Review: The Other Woman
A frivolous comedy like The Other Woman must be taken with a grain of salt. But even if you turn up to the cinema with a truck load of Sodium Chloride, your patience will be tried.
On paper, all the elements are here – hot female comedy cast (Cameron Diaz; Leslie Mann) including a chesty model (Kate Upton) and a large-bottomed singer (Nicki Minaj); a burgeoning male star (Game of Thrones’ Nikolaj Coster-Waldau) as the ratbag love interest and Lady Gaga’s boyfriend (Taylor Kinney) as the actual love interest.
However, the resulting film never once elicits a genuine laugh or even the slightest amount of empowerment. It all seems to be inspired by the market research for the Sex and the City movies.

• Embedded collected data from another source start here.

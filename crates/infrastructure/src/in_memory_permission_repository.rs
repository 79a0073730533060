use std::collections::HashMap;

use async_trait::async_trait;
use tokio::sync::RwLock;
use uuid::Uuid;

use tessera_application::{
    CreateGroupInput, GroupAdminRepository, GroupMembership, OverrideAdminRepository,
    OverrideRecord, PermissionGroupRecord, PermissionQueryRepository, UpdateGroupInput,
};
use tessera_core::{AppError, AppResult, OrganizationId};

/// In-memory permission repository implementation.
///
/// Backs handler tests and local development without a database. Mirrors the
/// PostgreSQL adapter's conflict and not-found behavior.
#[derive(Debug, Default)]
pub struct InMemoryPermissionRepository {
    groups: RwLock<HashMap<(OrganizationId, String), PermissionGroupRecord>>,
    memberships: RwLock<Vec<(OrganizationId, String, String)>>,
    overrides: RwLock<HashMap<(OrganizationId, String), Vec<OverrideRecord>>>,
}

impl InMemoryPermissionRepository {
    /// Creates an empty in-memory repository.
    #[must_use]
    pub fn new() -> Self {
        Self::default()
    }
}

#[async_trait]
impl PermissionQueryRepository for InMemoryPermissionRepository {
    async fn groups_for_user(
        &self,
        organization_id: OrganizationId,
        user_id: &str,
    ) -> AppResult<Vec<PermissionGroupRecord>> {
        let memberships = self.memberships.read().await;
        let groups = self.groups.read().await;

        let mut joined: Vec<PermissionGroupRecord> = memberships
            .iter()
            .filter(|(stored_organization, _, member)| {
                *stored_organization == organization_id && member == user_id
            })
            .filter_map(|(_, group_id, _)| {
                groups.get(&(organization_id, group_id.clone())).cloned()
            })
            .collect();
        joined.sort_by(|left, right| left.name.cmp(&right.name));

        Ok(joined)
    }

    async fn overrides_for_user(
        &self,
        organization_id: OrganizationId,
        user_id: &str,
    ) -> AppResult<Vec<OverrideRecord>> {
        Ok(self
            .overrides
            .read()
            .await
            .get(&(organization_id, user_id.to_owned()))
            .cloned()
            .unwrap_or_default())
    }
}

#[async_trait]
impl GroupAdminRepository for InMemoryPermissionRepository {
    async fn list_groups(
        &self,
        organization_id: OrganizationId,
    ) -> AppResult<Vec<PermissionGroupRecord>> {
        let groups = self.groups.read().await;

        let mut listed: Vec<PermissionGroupRecord> = groups
            .iter()
            .filter_map(|((stored_organization, _), group)| {
                (*stored_organization == organization_id).then_some(group.clone())
            })
            .collect();
        listed.sort_by(|left, right| left.name.cmp(&right.name));

        Ok(listed)
    }

    async fn find_group(
        &self,
        organization_id: OrganizationId,
        group_id: &str,
    ) -> AppResult<Option<PermissionGroupRecord>> {
        Ok(self
            .groups
            .read()
            .await
            .get(&(organization_id, group_id.to_owned()))
            .cloned())
    }

    async fn find_group_by_name(
        &self,
        organization_id: OrganizationId,
        name: &str,
    ) -> AppResult<Option<PermissionGroupRecord>> {
        Ok(self
            .groups
            .read()
            .await
            .values()
            .find(|group| group.organization_id == organization_id && group.name == name)
            .cloned())
    }

    async fn create_group(
        &self,
        organization_id: OrganizationId,
        input: CreateGroupInput,
        is_system: bool,
    ) -> AppResult<PermissionGroupRecord> {
        let mut groups = self.groups.write().await;

        if groups
            .values()
            .any(|group| group.organization_id == organization_id && group.name == input.name)
        {
            return Err(AppError::Conflict(format!(
                "permission group '{}' already exists",
                input.name
            )));
        }

        let group = PermissionGroupRecord {
            group_id: Uuid::new_v4().to_string(),
            organization_id,
            name: input.name,
            is_system,
            permissions: input.permissions,
        };
        groups.insert((organization_id, group.group_id.clone()), group.clone());

        Ok(group)
    }

    async fn update_group(
        &self,
        organization_id: OrganizationId,
        group_id: &str,
        input: UpdateGroupInput,
    ) -> AppResult<PermissionGroupRecord> {
        let mut groups = self.groups.write().await;
        let group = groups
            .get_mut(&(organization_id, group_id.to_owned()))
            .ok_or_else(|| {
                AppError::NotFound(format!("permission group '{group_id}' was not found"))
            })?;

        if let Some(name) = input.name {
            group.name = name;
        }
        if let Some(permissions) = input.permissions {
            group.permissions = permissions;
        }

        Ok(group.clone())
    }

    async fn delete_group(
        &self,
        organization_id: OrganizationId,
        group_id: &str,
    ) -> AppResult<()> {
        let removed = self
            .groups
            .write()
            .await
            .remove(&(organization_id, group_id.to_owned()));

        if removed.is_none() {
            return Err(AppError::NotFound(format!(
                "permission group '{group_id}' was not found"
            )));
        }

        self.memberships.write().await.retain(
            |(stored_organization, stored_group, _)| {
                !(*stored_organization == organization_id && stored_group == group_id)
            },
        );

        Ok(())
    }

    async fn list_members(
        &self,
        organization_id: OrganizationId,
        group_id: &str,
    ) -> AppResult<Vec<GroupMembership>> {
        let group_name = self
            .groups
            .read()
            .await
            .get(&(organization_id, group_id.to_owned()))
            .map(|group| group.name.clone())
            .unwrap_or_default();

        let mut members: Vec<GroupMembership> = self
            .memberships
            .read()
            .await
            .iter()
            .filter(|(stored_organization, stored_group, _)| {
                *stored_organization == organization_id && stored_group == group_id
            })
            .map(|(_, stored_group, user_id)| GroupMembership {
                user_id: user_id.clone(),
                group_id: stored_group.clone(),
                group_name: group_name.clone(),
                added_at: "1970-01-01T00:00:00Z".to_owned(),
            })
            .collect();
        members.sort_by(|left, right| left.user_id.cmp(&right.user_id));

        Ok(members)
    }

    async fn add_member(
        &self,
        organization_id: OrganizationId,
        group_id: &str,
        user_id: &str,
    ) -> AppResult<GroupMembership> {
        let group_name = self
            .groups
            .read()
            .await
            .get(&(organization_id, group_id.to_owned()))
            .map(|group| group.name.clone())
            .ok_or_else(|| {
                AppError::NotFound(format!("permission group '{group_id}' was not found"))
            })?;

        let mut memberships = self.memberships.write().await;
        if memberships.iter().any(|(stored_organization, stored_group, member)| {
            *stored_organization == organization_id
                && stored_group == group_id
                && member == user_id
        }) {
            return Err(AppError::Conflict(format!(
                "'{user_id}' is already a member of group '{group_id}'"
            )));
        }

        memberships.push((organization_id, group_id.to_owned(), user_id.to_owned()));

        Ok(GroupMembership {
            user_id: user_id.to_owned(),
            group_id: group_id.to_owned(),
            group_name,
            added_at: "1970-01-01T00:00:00Z".to_owned(),
        })
    }

    async fn remove_member(
        &self,
        organization_id: OrganizationId,
        group_id: &str,
        user_id: &str,
    ) -> AppResult<()> {
        let mut memberships = self.memberships.write().await;
        let before = memberships.len();
        memberships.retain(|(stored_organization, stored_group, member)| {
            !(*stored_organization == organization_id
                && stored_group == group_id
                && member == user_id)
        });

        if memberships.len() == before {
            return Err(AppError::NotFound(format!(
                "membership '{group_id}:{user_id}' was not found"
            )));
        }

        Ok(())
    }
}

#[async_trait]
impl OverrideAdminRepository for InMemoryPermissionRepository {
    async fn list_overrides(
        &self,
        organization_id: OrganizationId,
        user_id: &str,
    ) -> AppResult<Vec<OverrideRecord>> {
        Ok(self
            .overrides
            .read()
            .await
            .get(&(organization_id, user_id.to_owned()))
            .cloned()
            .unwrap_or_default())
    }

    async fn replace_overrides(
        &self,
        organization_id: OrganizationId,
        user_id: &str,
        overrides: Vec<OverrideRecord>,
    ) -> AppResult<()> {
        self.overrides
            .write()
            .await
            .insert((organization_id, user_id.to_owned()), overrides);

        Ok(())
    }
}

#[cfg(test)]
mod tests {
    use tessera_application::{
        CreateGroupInput, GroupAdminRepository, OverrideAdminRepository, OverrideRecord,
        PermissionQueryRepository,
    };
    use tessera_core::OrganizationId;
    use tessera_domain::{Action, PermissionKey, Resource};

    use super::InMemoryPermissionRepository;

    fn input(name: &str) -> CreateGroupInput {
        CreateGroupInput {
            name: name.to_owned(),
            permissions: Vec::new(),
        }
    }

    #[tokio::test]
    async fn groups_do_not_leak_across_organizations() {
        let repository = InMemoryPermissionRepository::new();
        let left = OrganizationId::new();
        let right = OrganizationId::new();

        assert!(repository.create_group(left, input("Viewers"), false).await.is_ok());
        assert!(repository.create_group(right, input("Editors"), false).await.is_ok());

        let listed = repository.list_groups(left).await.unwrap_or_default();
        assert_eq!(listed.len(), 1);
        assert_eq!(listed[0].name, "Viewers");
    }

    #[tokio::test]
    async fn duplicate_group_name_conflicts_within_one_organization() {
        let repository = InMemoryPermissionRepository::new();
        let organization_id = OrganizationId::new();

        assert!(
            repository
                .create_group(organization_id, input("Viewers"), false)
                .await
                .is_ok()
        );
        assert!(
            repository
                .create_group(organization_id, input("Viewers"), false)
                .await
                .is_err()
        );
    }

    #[tokio::test]
    async fn deleting_a_group_removes_its_memberships() {
        let repository = InMemoryPermissionRepository::new();
        let organization_id = OrganizationId::new();

        let group = repository
            .create_group(organization_id, input("Viewers"), false)
            .await
            .unwrap_or_else(|_| unreachable!());
        assert!(
            repository
                .add_member(organization_id, &group.group_id, "alice")
                .await
                .is_ok()
        );

        assert!(
            repository
                .delete_group(organization_id, &group.group_id)
                .await
                .is_ok()
        );

        let groups = repository
            .groups_for_user(organization_id, "alice")
            .await
            .unwrap_or_default();
        assert!(groups.is_empty());
    }

    #[tokio::test]
    async fn replace_overrides_is_wholesale() {
        let repository = InMemoryPermissionRepository::new();
        let organization_id = OrganizationId::new();

        let first = vec![OverrideRecord {
            user_id: "alice".to_owned(),
            permission: PermissionKey::new(Resource::Risk, Action::Read),
            granted: true,
            resource_scope: None,
        }];
        assert!(
            repository
                .replace_overrides(organization_id, "alice", first)
                .await
                .is_ok()
        );

        assert!(
            repository
                .replace_overrides(organization_id, "alice", Vec::new())
                .await
                .is_ok()
        );

        let listed = repository
            .list_overrides(organization_id, "alice")
            .await
            .unwrap_or_default();
        assert!(listed.is_empty());
    }
}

All the bids for emotional resonance come via musical montages which trade in a form of girl power that seemed insulting when the Spice Girls were pushing it more than a decade ago. Not one character here ever seems like a human being, and the violent slapstick devolves the proceedings into sub-Home Alone territory.
Director Nick Cassavetes (The Notebook) is the son of John Cassavetes, the actor (Rosemary’s Baby; The Dirty Dozen) who almost single-handedly created America’s independent film movement when he moved into directing in the late ’60s. In films like Minnie and Moskowitz and A Woman Under The Influence, the older Cassavetes created some of cinema’s most textured female characters. He’ll be spinning in his grave.